--- What to do ---
Gather every line below where "Commands" appears.

--- Collected data ---
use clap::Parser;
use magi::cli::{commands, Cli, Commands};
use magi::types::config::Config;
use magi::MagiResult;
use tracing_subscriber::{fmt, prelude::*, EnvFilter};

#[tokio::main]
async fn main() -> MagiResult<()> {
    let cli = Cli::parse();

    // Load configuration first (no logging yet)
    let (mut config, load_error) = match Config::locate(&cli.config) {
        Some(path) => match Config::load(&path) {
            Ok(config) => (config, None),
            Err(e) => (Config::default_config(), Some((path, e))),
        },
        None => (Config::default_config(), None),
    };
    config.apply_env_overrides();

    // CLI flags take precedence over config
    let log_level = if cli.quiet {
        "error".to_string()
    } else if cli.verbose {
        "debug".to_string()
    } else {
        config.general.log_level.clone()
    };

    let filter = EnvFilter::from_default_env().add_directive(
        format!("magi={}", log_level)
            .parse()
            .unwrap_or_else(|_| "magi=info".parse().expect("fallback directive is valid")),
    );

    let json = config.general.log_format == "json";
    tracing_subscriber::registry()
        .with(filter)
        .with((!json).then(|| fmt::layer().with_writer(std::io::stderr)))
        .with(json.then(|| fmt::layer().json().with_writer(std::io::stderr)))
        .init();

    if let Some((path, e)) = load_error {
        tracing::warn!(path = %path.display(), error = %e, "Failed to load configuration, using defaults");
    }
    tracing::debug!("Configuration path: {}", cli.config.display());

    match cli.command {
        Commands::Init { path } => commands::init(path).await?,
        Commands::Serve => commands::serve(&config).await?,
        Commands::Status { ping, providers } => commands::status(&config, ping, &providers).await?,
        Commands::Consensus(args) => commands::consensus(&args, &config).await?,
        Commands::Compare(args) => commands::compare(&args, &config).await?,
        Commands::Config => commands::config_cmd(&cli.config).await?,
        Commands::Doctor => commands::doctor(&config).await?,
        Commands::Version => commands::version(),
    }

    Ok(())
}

--- The answer ---
use magi::cli::{commands, Cli, Commands};
        Commands::Init { path } => commands::init(path).await?,
        Commands::Serve => commands::serve(&config).await?,
        Commands::Status { ping, providers } => commands::status(&config, ping, &providers).await?,
        Commands::Consensus(args) => commands::consensus(&args, &config).await?,
        Commands::Compare(args) => commands::compare(&args, &config).await?,
        Commands::Config => commands::config_cmd(&cli.config).await?,
        Commands::Doctor => commands::doctor(&config).await?,
        Commands::Version => commands::version(),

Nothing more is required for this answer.